The problem with surrogacy that you CAN NOT get around is that you NEVER get Hollywood Women acting as surrogates. Its always the ultra rich who buy off the poorer.

OR you have this emotional issue where someone asks a close friend or family member. And the problem with this is you can't get away from the guilt issue and feeling of obligation to help. However this may risk the relationship because of the emotions and stress involved and/or may be coercive in nature. It is IMPOSSIBLE to separate which arrangements are done totally freely and which are done out of a sense of having to or duty / coercision involved.

THEN there is the issue of whether the surrogate has older children. And the implications if there are birth injuries involved with the birth. And the issue of if they DON'T have kids whether they can make an informed choice about what they are doing (remembering giving birth could risk their ability to have any children of their own in the future).

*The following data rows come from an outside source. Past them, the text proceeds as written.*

use std::path::PathBuf;

use thiserror::Error;

/// Application-level error type.
///
/// Only the boundaries fail: reading a lite report, parsing it, and reading
/// configuration. Copy generation itself is total and never returns this.
#[derive(Debug, Error)]
pub enum AppError {
    #[error("Failed to read lite report {}: {source}", .path.display())]
    ReportRead {
        path: PathBuf,
        #[source]
        source: std::io::Error,
    },

    #[error("Invalid lite report JSON: {0}")]
    ReportParse(#[from] serde_json::Error),

    #[error("Lite report must be a JSON object, got {0}")]
    ReportNotObject(&'static str),

    #[error("Configuration error: {0}")]
    Config(String),
}

#[cfg(test)]
mod tests {
    use super::*;

    #[test]
    fn test_report_read_message_includes_path() {
        let err = AppError::ReportRead {
            path: PathBuf::from("/tmp/missing.json"),
            source: std::io::Error::new(std::io::ErrorKind::NotFound, "no such file"),
        };
        let msg = err.to_string();
        assert!(msg.contains("/tmp/missing.json"), "message was {msg}");
        assert!(msg.contains("no such file"), "message was {msg}");
    }

    #[test]
    fn test_report_parse_wraps_serde_error() {
        let serde_err = serde_json::from_str::<serde_json::Value>("{not json").unwrap_err();
        let err: AppError = serde_err.into();
        assert!(matches!(err, AppError::ReportParse(_)));
        assert!(err.to_string().starts_with("Invalid lite report JSON"));
    }
}
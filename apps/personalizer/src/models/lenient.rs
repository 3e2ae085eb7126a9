//! Field deserializers that never fail. A value of the wrong shape reads as
//! absent, so the field falls back to its default instead of rejecting the report.

use serde::{Deserialize, Deserializer};
use serde_json::Value;

use crate::models::lite_report::{Pattern, PatternKind};

/// Whole numbers only; fractions, strings and out-of-range values read as absent.
pub fn integer<'de, D>(deserializer: D) -> Result<Option<i64>, D::Error>
where
    D: Deserializer<'de>,
{
    Ok(Value::deserialize(deserializer)?.as_i64())
}

pub fn text<'de, D>(deserializer: D) -> Result<Option<String>, D::Error>
where
    D: Deserializer<'de>,
{
    Ok(match Value::deserialize(deserializer)? {
        Value::String(s) => Some(s),
        _ => None,
    })
}

/// JSON objects only; anything else reads as an absent pattern.
pub fn pattern<'de, D>(deserializer: D) -> Result<Option<Pattern>, D::Error>
where
    D: Deserializer<'de>,
{
    let value = Value::deserialize(deserializer)?;
    if !value.is_object() {
        return Ok(None);
    }
    Ok(serde_json::from_value(value).ok())
}

/// Any string is a kind (unknown tags map to `Other`); `null` and non-strings read as absent.
pub fn pattern_kind<'de, D>(deserializer: D) -> Result<Option<PatternKind>, D::Error>
where
    D: Deserializer<'de>,
{
    Ok(match Value::deserialize(deserializer)? {
        value @ Value::String(_) => serde_json::from_value(value).ok(),
        _ => None,
    })
}

#[cfg(test)]
mod tests {
    use super::*;

    #[derive(Debug, Default, Deserialize)]
    #[serde(default)]
    struct Fields {
        #[serde(deserialize_with = "integer")]
        n: Option<i64>,
        #[serde(deserialize_with = "text")]
        s: Option<String>,
    }

    fn fields(json: &str) -> Fields {
        serde_json::from_str(json).unwrap()
    }

    #[test]
    fn test_integer_keeps_negative_and_zero() {
        assert_eq!(fields(r#"{"n": -1}"#).n, Some(-1));
        assert_eq!(fields(r#"{"n": 0}"#).n, Some(0));
    }

    #[test]
    fn test_integer_drops_unusable_values() {
        for json in [
            r#"{"n": 7.5}"#,
            r#"{"n": "seven"}"#,
            r#"{"n": true}"#,
            r#"{"n": [1]}"#,
            r#"{"n": 18446744073709551615}"#,
        ] {
            assert_eq!(fields(json).n, None, "input was {json}");
        }
    }

    #[test]
    fn test_text_drops_non_strings() {
        assert_eq!(fields(r#"{"s": "ok"}"#).s.as_deref(), Some("ok"));
        assert_eq!(fields(r#"{"s": 3}"#).s, None);
        assert_eq!(fields(r#"{"s": {"x": 1}}"#).s, None);
    }
}
//! Lite report record: the summarized Call Lab Lite analysis that feeds the
//! upgrade page personalizer.
//!
//! Every field is optional on the wire, and a value of the wrong shape reads as
//! absent. Reads go through the accessor methods, which substitute the
//! documented `DEFAULT_*` value for anything absent.

use serde::{Deserialize, Serialize};

use crate::models::lenient;

pub const DEFAULT_SCORE: i64 = 7;
pub const DEFAULT_MAX_SCORE: i64 = 10;
pub const DEFAULT_EFFECTIVENESS: &str = "Mixed results";
pub const DEFAULT_BUYING_SIGNALS: i64 = 5;
pub const DEFAULT_MISSED_CLOSES: i64 = 2;
pub const DEFAULT_TOTAL_LITE_REPORTS: i64 = 1;

/// Whether a detected pattern hurt or helped the call.
#[derive(Debug, Clone, Copy, Default, PartialEq, Eq, Serialize, Deserialize)]
#[serde(rename_all = "snake_case")]
pub enum PatternKind {
    #[default]
    Weakness,
    Strength,
    /// Any other tag an upstream report emits. Treated like a strength.
    #[serde(other)]
    Other,
}

/// A named behavioral pattern observed in a sales call.
#[derive(Debug, Clone, Default, PartialEq, Serialize, Deserialize)]
#[serde(default)]
pub struct Pattern {
    #[serde(deserialize_with = "lenient::text")]
    pub name: Option<String>,
    /// `null` reads as absent, i.e. `Weakness`.
    #[serde(rename = "type", deserialize_with = "lenient::pattern_kind")]
    pub kind: Option<PatternKind>,
    /// Carried through from the report; not used in generated copy.
    #[serde(deserialize_with = "lenient::text")]
    pub description: Option<String>,
}

impl Pattern {
    pub fn new(name: impl Into<String>, kind: PatternKind) -> Self {
        Self {
            name: Some(name.into()),
            kind: Some(kind),
            description: None,
        }
    }

    /// Pattern name, `""` when absent.
    pub fn name(&self) -> &str {
        self.name.as_deref().unwrap_or("")
    }

    /// Pattern kind, `Weakness` when absent.
    pub fn kind(&self) -> PatternKind {
        self.kind.unwrap_or_default()
    }
}

/// Input record for personalization. Never mutated by the personalizer.
#[derive(Debug, Clone, Default, PartialEq, Serialize, Deserialize)]
#[serde(default)]
pub struct LiteReport {
    #[serde(deserialize_with = "lenient::integer")]
    pub score: Option<i64>,
    #[serde(deserialize_with = "lenient::integer")]
    pub max_score: Option<i64>,
    #[serde(deserialize_with = "lenient::text")]
    pub effectiveness: Option<String>,
    #[serde(deserialize_with = "lenient::pattern")]
    pub primary_pattern: Option<Pattern>,
    #[serde(deserialize_with = "lenient::pattern")]
    pub secondary_pattern: Option<Pattern>,
    #[serde(deserialize_with = "lenient::integer")]
    pub buying_signals_detected: Option<i64>,
    #[serde(deserialize_with = "lenient::integer")]
    pub missed_close_opportunities: Option<i64>,
    #[serde(deserialize_with = "lenient::integer")]
    pub call_duration_minutes: Option<i64>,
    #[serde(deserialize_with = "lenient::integer")]
    pub total_lite_reports_generated: Option<i64>,
    #[serde(deserialize_with = "lenient::text")]
    pub rep_name: Option<String>,
    #[serde(deserialize_with = "lenient::text")]
    pub prospect_name: Option<String>,
}

impl LiteReport {
    pub fn score(&self) -> i64 {
        self.score.unwrap_or(DEFAULT_SCORE)
    }

    pub fn max_score(&self) -> i64 {
        self.max_score.unwrap_or(DEFAULT_MAX_SCORE)
    }

    pub fn effectiveness(&self) -> &str {
        self.effectiveness.as_deref().unwrap_or(DEFAULT_EFFECTIVENESS)
    }

    pub fn primary_pattern(&self) -> Option<&Pattern> {
        self.primary_pattern.as_ref()
    }

    pub fn secondary_pattern(&self) -> Option<&Pattern> {
        self.secondary_pattern.as_ref()
    }

    /// Name of the primary pattern, `""` when the pattern or its name is absent.
    pub fn primary_pattern_name(&self) -> &str {
        self.primary_pattern.as_ref().map(Pattern::name).unwrap_or("")
    }

    pub fn buying_signals_detected(&self) -> i64 {
        self.buying_signals_detected
            .unwrap_or(DEFAULT_BUYING_SIGNALS)
    }

    pub fn missed_close_opportunities(&self) -> i64 {
        self.missed_close_opportunities
            .unwrap_or(DEFAULT_MISSED_CLOSES)
    }

    pub fn total_lite_reports_generated(&self) -> i64 {
        self.total_lite_reports_generated
            .unwrap_or(DEFAULT_TOTAL_LITE_REPORTS)
    }

    /// Names of the fields that will fall back to a default on read.
    pub fn defaulted_fields(&self) -> Vec<&'static str> {
        let mut fields = Vec::new();
        if self.score.is_none() {
            fields.push("score");
        }
        if self.max_score.is_none() {
            fields.push("max_score");
        }
        if self.effectiveness.is_none() {
            fields.push("effectiveness");
        }
        if self.primary_pattern.is_none() {
            fields.push("primary_pattern");
        }
        if self.secondary_pattern.is_none() {
            fields.push("secondary_pattern");
        }
        if self.buying_signals_detected.is_none() {
            fields.push("buying_signals_detected");
        }
        if self.missed_close_opportunities.is_none() {
            fields.push("missed_close_opportunities");
        }
        if self.total_lite_reports_generated.is_none() {
            fields.push("total_lite_reports_generated");
        }
        fields
    }
}
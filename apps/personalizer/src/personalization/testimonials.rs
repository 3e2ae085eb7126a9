//! Testimonial selection: matches the upgrade page quote to the user's primary pattern.

use tracing::debug;

use crate::models::Testimonial;

const ATTRIBUTION: &str = "$2mm performance marketing agency founder";

const GIVING_AWAY_STRATEGY: Testimonial = Testimonial {
    quote: "I've been giving away strategy for 18 months. Pro showed me I wasn't building trust—I was eliminating urgency.",
    attribution: ATTRIBUTION,
};

const SCARED_TO_ASK: Testimonial = Testimonial {
    quote: "I thought I was being consultative. Pro showed me I was just being scared to ask.",
    attribution: ATTRIBUTION,
};

/// Used for any primary pattern not listed in `TESTIMONIALS`.
pub const DEFAULT_TESTIMONIAL: Testimonial = GIVING_AWAY_STRATEGY;

/// Primary pattern name → testimonial.
// Advice Avalanche and Generosity Trap intentionally carry the default quote.
const TESTIMONIALS: &[(&str, Testimonial)] = &[
    ("The Advice Avalanche", GIVING_AWAY_STRATEGY),
    ("The Soft Close Fade", SCARED_TO_ASK),
    ("The Generosity Trap", GIVING_AWAY_STRATEGY),
];

/// Returns the testimonial for a primary pattern name, or the default.
pub fn select_testimonial(primary_pattern_name: &str) -> Testimonial {
    match TESTIMONIALS
        .iter()
        .find(|(key, _)| *key == primary_pattern_name)
    {
        Some((_, testimonial)) => *testimonial,
        None => {
            debug!(
                pattern = primary_pattern_name,
                "No testimonial keyed to pattern, using default"
            );
            DEFAULT_TESTIMONIAL
        }
    }
}

#[cfg(test)]
mod tests {
    use super::*;

    #[test]
    fn test_advice_avalanche_quote() {
        let t = select_testimonial("The Advice Avalanche");
        assert!(t
            .quote
            .starts_with("I've been giving away strategy for 18 months."));
        assert_eq!(t.attribution, "$2mm performance marketing agency founder");
    }

    #[test]
    fn test_soft_close_fade_has_its_own_quote() {
        let t = select_testimonial("The Soft Close Fade");
        assert_eq!(
            t.quote,
            "I thought I was being consultative. Pro showed me I was just being scared to ask."
        );
        assert_eq!(t.attribution, "$2mm performance marketing agency founder");
    }

    #[test]
    fn test_generosity_trap_matches_default() {
        assert_eq!(select_testimonial("The Generosity Trap"), DEFAULT_TESTIMONIAL);
    }

    #[test]
    fn test_unknown_name_matches_empty_name() {
        let unknown = select_testimonial("Unknown Pattern X");
        let empty = select_testimonial("");
        assert_eq!(unknown, empty);
        assert_eq!(unknown, DEFAULT_TESTIMONIAL);
    }

    #[test]
    fn test_default_key_is_not_a_pattern_name() {
        // "default" is not a lookup key; it resolves through the fallback path
        assert_eq!(select_testimonial("default"), DEFAULT_TESTIMONIAL);
        assert!(TESTIMONIALS.iter().all(|(key, _)| *key != "default"));
    }

    #[test]
    fn test_quote_uses_em_dash_verbatim() {
        assert!(DEFAULT_TESTIMONIAL
            .quote
            .contains("building trust\u{2014}I was eliminating urgency"));
    }
}
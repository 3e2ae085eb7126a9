//! Output rendering for personalized copy: a sectioned console layout for
//! reviewing copy by eye, and JSON template variables for template engines.

use crate::errors::AppError;
use crate::models::PersonalizedCopy;

const RULE_WIDTH: usize = 80;

/// Renders the copy as titled console sections.
pub fn render_console(copy: &PersonalizedCopy) -> String {
    let rule = "=".repeat(RULE_WIDTH);
    let mut out = String::new();

    out.push_str(&rule);
    out.push('\n');
    out.push_str("PERSONALIZED UPGRADE PAGE COPY\n");
    out.push_str(&rule);
    out.push_str("\n\n");

    push_section(&mut out, "PAIN PARAGRAPH:", &copy.pain_paragraph);
    push_section(&mut out, "WHAT YOU DON'T KNOW:", &copy.what_you_dont_know);
    push_section(
        &mut out,
        "TESTIMONIAL:",
        &format!(
            "\"{}\"\n\u{2014} {}",
            copy.testimonial_quote, copy.testimonial_attribution
        ),
    );
    push_section(&mut out, "CTA URGENCY:", &copy.cta_urgency);

    out.push_str(&rule);
    out.push('\n');
    out
}

fn push_section(out: &mut String, heading: &str, body: &str) {
    out.push_str(heading);
    out.push('\n');
    out.push_str(body);
    out.push_str("\n\n");
}

/// Renders the copy as pretty-printed JSON template variables.
pub fn render_json(copy: &PersonalizedCopy) -> Result<String, AppError> {
    Ok(serde_json::to_string_pretty(copy)?)
}
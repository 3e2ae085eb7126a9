//! Upgrade Page Personalizer: builds the Call Lab Pro upgrade page copy from a
//! user's Lite report.
//!
//! Every method is a pure function of the held report. Absent report fields
//! read as their documented defaults, so generation never fails.

use tracing::debug;

use crate::models::{LiteReport, PersonalizedCopy, Testimonial};
use crate::personalization::patterns::to_plain_language;
use crate::personalization::testimonials::select_testimonial;

/// Buying-signal counts above this get the "(N detected, ...)" suffix.
const BUYING_SIGNAL_CALLOUT_THRESHOLD: i64 = 3;

/// Report counts up to this get the "how many more" nudge instead of the
/// "pattern is still there" line.
const CTA_NUDGE_MAX_REPORTS: i64 = 3;

const PAUSE_PHRASE: &str = "UH...I DON'T KNOW IF THIS IS FOR ME";

/// Holds one Lite report and produces the personalized copy fragments for it.
#[derive(Debug, Clone)]
pub struct UpgradePagePersonalizer {
    report: LiteReport,
}

impl UpgradePagePersonalizer {
    pub fn new(report: LiteReport) -> Self {
        Self { report }
    }

    pub fn report(&self) -> &LiteReport {
        &self.report
    }

    /// The "You know..." paragraph.
    pub fn pain_paragraph(&self) -> String {
        let primary = to_plain_language(self.report.primary_pattern());
        let secondary = to_plain_language(self.report.secondary_pattern());

        format!(
            "You know the call was a {}/{}. You know you {primary}. You know you {secondary}.",
            self.report.score(),
            self.report.max_score(),
        )
    }

    /// The "What you don't know" list: three clauses, comma-joined, period-terminated.
    pub fn what_you_dont_know(&self) -> String {
        let buying_signals = self.report.buying_signals_detected();
        let missed_closes = self.report.missed_close_opportunities();

        let buy_signal = if buying_signals > BUYING_SIGNAL_CALLOUT_THRESHOLD {
            format!(
                "Where you missed the BUY signal ({buying_signals} detected, how many did you act on?)"
            )
        } else {
            "Where you missed the BUY signal".to_string()
        };

        let pause = if missed_closes > 0 {
            format!("where you didn't handle the \"{PAUSE_PHRASE}\" pause ({missed_closes} times)")
        } else {
            format!("where you didn't handle the \"{PAUSE_PHRASE}\" pause")
        };

        let trust_peak = "or the <strong>exact</strong> moment trust peaked".to_string();

        [buy_signal, pause, trust_peak].join(", ") + "."
    }

    /// Testimonial matched to the primary pattern.
    pub fn testimonial(&self) -> Testimonial {
        select_testimonial(self.report.primary_pattern_name())
    }

    /// Urgency line keyed on how many Lite reports the user has generated.
    pub fn cta_urgency(&self) -> String {
        match self.report.total_lite_reports_generated() {
            1 => "You're already doing the calls.".to_string(),
            n if n <= CTA_NUDGE_MAX_REPORTS => {
                format!("You've analyzed {n} calls. How many more before you fix the pattern?")
            }
            n => format!("You've analyzed {n} calls and the pattern is still there."),
        }
    }

    /// `"{score}/{max_score}"` for display.
    pub fn score_display(&self) -> String {
        format!("{}/{}", self.report.score(), self.report.max_score())
    }

    /// All copy elements, ready to hand to a template engine.
    pub fn full_copy(&self) -> PersonalizedCopy {
        let defaulted = self.report.defaulted_fields();
        if !defaulted.is_empty() {
            debug!(?defaulted, "Personalizing with defaulted report fields");
        }

        let testimonial = self.testimonial();

        PersonalizedCopy {
            pain_paragraph: self.pain_paragraph(),
            what_you_dont_know: self.what_you_dont_know(),
            testimonial_quote: testimonial.quote.to_string(),
            testimonial_attribution: testimonial.attribution.to_string(),
            cta_urgency: self.cta_urgency(),
            score: self.score_display(),
            effectiveness: self.report.effectiveness().to_string(),
        }
    }
}
//! Lite report ingest: parses a Lite report from JSON into a `LiteReport`.
//!
//! Parsing is permissive: missing keys, `null` values, unknown keys and values
//! of the wrong shape are all accepted and read as defaults later. Only text
//! that is not JSON, or JSON that is not an object, is rejected.

use std::path::Path;

use serde_json::Value;
use tracing::debug;

use crate::errors::AppError;
use crate::models::LiteReport;

/// Example Lite report from the upgrade page walkthrough.
pub const SAMPLE_LITE_REPORT: &str = r#"{
    "score": 7,
    "max_score": 10,
    "effectiveness": "Strong discovery, weak close",
    "primary_pattern": {
        "name": "The Advice Avalanche",
        "type": "weakness",
        "description": "Tim gave away the entire strategy session during discovery..."
    },
    "secondary_pattern": {
        "name": "The Soft Close Fade",
        "type": "weakness",
        "description": "Tim spent 57 minutes building trust, then ended with..."
    },
    "buying_signals_detected": 8,
    "missed_close_opportunities": 3,
    "call_duration_minutes": 57,
    "total_lite_reports_generated": 1,
    "rep_name": "Tim",
    "prospect_name": "Marjorie"
}"#;

/// Parses a Lite report from a JSON object string.
pub fn parse_lite_report(json: &str) -> Result<LiteReport, AppError> {
    let value: Value = serde_json::from_str(json)?;
    let kind = match &value {
        Value::Object(_) => None,
        Value::Null => Some("null"),
        Value::Bool(_) => Some("a boolean"),
        Value::Number(_) => Some("a number"),
        Value::String(_) => Some("a string"),
        Value::Array(_) => Some("an array"),
    };
    if let Some(kind) = kind {
        return Err(AppError::ReportNotObject(kind));
    }

    let report: LiteReport = serde_json::from_value(value)?;
    debug!(
        defaulted = ?report.defaulted_fields(),
        primary_pattern = report.primary_pattern_name(),
        "Parsed lite report"
    );
    Ok(report)
}

/// Reads and parses a Lite report JSON file.
pub fn load_lite_report(path: &Path) -> Result<LiteReport, AppError> {
    let raw = std::fs::read_to_string(path).map_err(|source| AppError::ReportRead {
        path: path.to_path_buf(),
        source,
    })?;
    debug!(path = %path.display(), bytes = raw.len(), "Read lite report file");
    parse_lite_report(&raw)
}
// Upgrade page personalization.
// Pattern translation and testimonial lookup are fixed tables; the personalizer
// composes them with the Lite report counts into page copy. No I/O here.

pub mod patterns;
pub mod personalizer;
pub mod testimonials;

pub use personalizer::UpgradePagePersonalizer;
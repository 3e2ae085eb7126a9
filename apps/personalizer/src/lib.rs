//! Call Lab Pro upgrade page personalization.
//!
//! Turns a user's Call Lab Lite report into the personalized copy shown on the
//! Pro upgrade page: the "You know..." pain paragraph, the missed-opportunity
//! list, a matched testimonial and the call-to-action urgency line.
//!
//! ```
//! use personalizer::{LiteReport, UpgradePagePersonalizer};
//!
//! let report = LiteReport {
//!     score: Some(6),
//!     total_lite_reports_generated: Some(4),
//!     ..Default::default()
//! };
//! let copy = UpgradePagePersonalizer::new(report).full_copy();
//! assert_eq!(copy.score, "6/10");
//! assert_eq!(copy.cta_urgency, "You've analyzed 4 calls and the pattern is still there.");
//! ```

pub mod config;
pub mod errors;
pub mod ingest;
pub mod models;
pub mod personalization;
pub mod render;

pub use errors::AppError;
pub use models::{LiteReport, Pattern, PatternKind, PersonalizedCopy, Testimonial};
pub use personalization::UpgradePagePersonalizer;
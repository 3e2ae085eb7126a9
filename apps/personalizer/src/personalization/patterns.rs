//! Pattern translator: turns Lite report pattern names into the plain-language
//! phrase that follows "You know you ..." on the upgrade page.

use tracing::debug;

use crate::models::{Pattern, PatternKind};

/// Pattern name → plain-language phrase. Keys must match Lite report pattern names exactly.
const PATTERN_CONVERSIONS: &[(&str, &str)] = &[
    ("The Advice Avalanche", "gave away the entire strategy session"),
    ("The Soft Close Fade", "ended with \"let me know what you think\""),
    (
        "The Generosity Trap",
        "delivered so much value they don't need to hire you",
    ),
    (
        "The Peer Validation Engine",
        "built massive credibility by showing you get it",
    ),
    (
        "The Pricing Intervention",
        "diagnosed their underpricing and showed them the ceiling",
    ),
    (
        "The Immediate Value Bomb",
        "gave them actionable strategy before they paid",
    ),
    (
        "The Mirror Close",
        "reflected back their potential until they saw themselves differently",
    ),
    (
        "The Vulnerability Flip",
        "turned their objection into the reason to buy",
    ),
    ("The Diagnostic Reveal", "named their problem before they could"),
    (
        "The Permission Pattern",
        "made the sale feel optional, not urgent",
    ),
    (
        "The Premature Solution",
        "solved the problem before showing them why it matters",
    ),
];

const WEAKNESS_FALLBACK: &str = "missed key closing moments";
const STRENGTH_FALLBACK: &str = "built strong rapport";

/// Returns the plain-language phrase for a pattern.
///
/// Exact name match first; otherwise a generic phrase chosen by kind.
/// An absent pattern reads as an unnamed weakness.
pub fn to_plain_language(pattern: Option<&Pattern>) -> &'static str {
    let (name, kind) = match pattern {
        Some(p) => (p.name(), p.kind()),
        None => ("", PatternKind::Weakness),
    };

    if let Some(phrase) = PATTERN_CONVERSIONS
        .iter()
        .find(|(key, _)| *key == name)
        .map(|(_, phrase)| *phrase)
    {
        return phrase;
    }

    debug!(pattern = name, ?kind, "No plain-language phrase for pattern, using kind fallback");
    match kind {
        PatternKind::Weakness => WEAKNESS_FALLBACK,
        PatternKind::Strength | PatternKind::Other => STRENGTH_FALLBACK,
    }
}
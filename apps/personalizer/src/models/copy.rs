use serde::{Deserialize, Serialize};

/// A customer quote shown on the upgrade page.
#[derive(Debug, Clone, Copy, PartialEq, Eq, Serialize)]
pub struct Testimonial {
    pub quote: &'static str,
    pub attribution: &'static str,
}

/// All personalized copy for one upgrade page render.
///
/// Field names are the template variables consumed by the page.
#[derive(Debug, Clone, PartialEq, Eq, Serialize, Deserialize)]
pub struct PersonalizedCopy {
    pub pain_paragraph: String,
    pub what_you_dont_know: String,
    pub testimonial_quote: String,
    pub testimonial_attribution: String,
    pub cta_urgency: String,
    /// Formatted as `"{score}/{max_score}"`.
    pub score: String,
    pub effectiveness: String,
}
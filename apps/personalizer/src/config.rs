use std::path::PathBuf;
use std::str::FromStr;

use anyhow::{Context, Result};

use crate::errors::AppError;

/// How the demo binary prints the personalized copy.
#[derive(Debug, Clone, Copy, Default, PartialEq, Eq)]
pub enum OutputFormat {
    /// Sectioned console layout.
    #[default]
    Text,
    /// Pretty-printed template variables.
    Json,
}

impl FromStr for OutputFormat {
    type Err = AppError;

    fn from_str(s: &str) -> Result<Self, Self::Err> {
        match s.trim().to_ascii_lowercase().as_str() {
            "text" => Ok(OutputFormat::Text),
            "json" => Ok(OutputFormat::Json),
            other => Err(AppError::Config(format!(
                "unknown output format '{other}' (expected 'text' or 'json')"
            ))),
        }
    }
}

/// Demo configuration loaded from environment variables.
/// Every variable is optional.
#[derive(Debug, Clone)]
pub struct Config {
    /// Lite report to personalize. `None` uses the built-in sample report.
    pub report_path: Option<PathBuf>,
    pub output_format: OutputFormat,
    pub rust_log: String,
}

impl Config {
    pub fn from_env() -> Result<Self> {
        dotenvy::dotenv().ok(); // load .env if present; ignore if missing

        let output_format = match std::env::var("COPY_OUTPUT_FORMAT") {
            Ok(raw) => raw
                .parse::<OutputFormat>()
                .context("COPY_OUTPUT_FORMAT must be 'text' or 'json'")?,
            Err(_) => OutputFormat::default(),
        };

        Ok(Config {
            report_path: std::env::var_os("LITE_REPORT_PATH")
                .filter(|p| !p.is_empty())
                .map(PathBuf::from),
            output_format,
            rust_log: std::env::var("RUST_LOG").unwrap_or_else(|_| "info".to_string()),
        })
    }
}

#[cfg(test)]
mod tests {
    use super::*;

    #[test]
    fn test_output_format_parses_text_and_json() {
        assert_eq!("text".parse::<OutputFormat>().unwrap(), OutputFormat::Text);
        assert_eq!("json".parse::<OutputFormat>().unwrap(), OutputFormat::Json);
    }

    #[test]
    fn test_output_format_is_case_insensitive() {
        assert_eq!(" JSON ".parse::<OutputFormat>().unwrap(), OutputFormat::Json);
        assert_eq!("Text".parse::<OutputFormat>().unwrap(), OutputFormat::Text);
    }

    #[test]
    fn test_output_format_rejects_unknown() {
        let err = "yaml".parse::<OutputFormat>().unwrap_err();
        assert!(matches!(err, AppError::Config(_)));
        assert!(err.to_string().contains("yaml"));
    }

    #[test]
    fn test_output_format_defaults_to_text() {
        assert_eq!(OutputFormat::default(), OutputFormat::Text);
    }
}
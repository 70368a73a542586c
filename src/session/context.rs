use chrono::{DateTime, Utc};
use uuid::Uuid;

use super::role::Role;
use crate::console::ConsoleError;

/// Session context passed into every console at construction
#[derive(Debug, Clone)]
pub struct ConsoleSession {
    origin: String,
    role: Role,
    started_at: DateTime<Utc>,
}

impl ConsoleSession {
    /// Starts a session with a fresh origin id
    pub fn new(role: Role) -> Self {
        Self::with_origin(Uuid::new_v4().to_string(), role)
    }

    pub fn with_origin(origin: impl Into<String>, role: Role) -> Self {
        Self {
            origin: origin.into(),
            role,
            started_at: Utc::now(),
        }
    }

    /// Identifies writes made by this console in change notifications
    pub fn origin(&self) -> &str {
        &self.origin
    }

    pub fn role(&self) -> Role {
        self.role
    }

    pub fn started_at(&self) -> DateTime<Utc> {
        self.started_at
    }

    pub fn ensure_can_tag(&self) -> Result<(), ConsoleError> {
        if self.role.can_tag() {
            Ok(())
        } else {
            Err(ConsoleError::NotPermitted(self.role))
        }
    }
}
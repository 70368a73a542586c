// Video playback collaborator

pub use playhead::{SharedPlayhead, VideoSource};

mod playhead;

The MERE FACT you think you can compare this with IVF says a fuck tonne about your moral compass and the fact you see a baby as a commodity rather than a person and that the process of giving birth is really fucking risky and can have long term implications.

GO BACK AND TRY HARDER. You REALLY bloody need to get real and understand what you are actually asking another woman to do.

AND THATS BEFORE you consider the implications for the child.

Its monsterious to be making a parallel with IVF.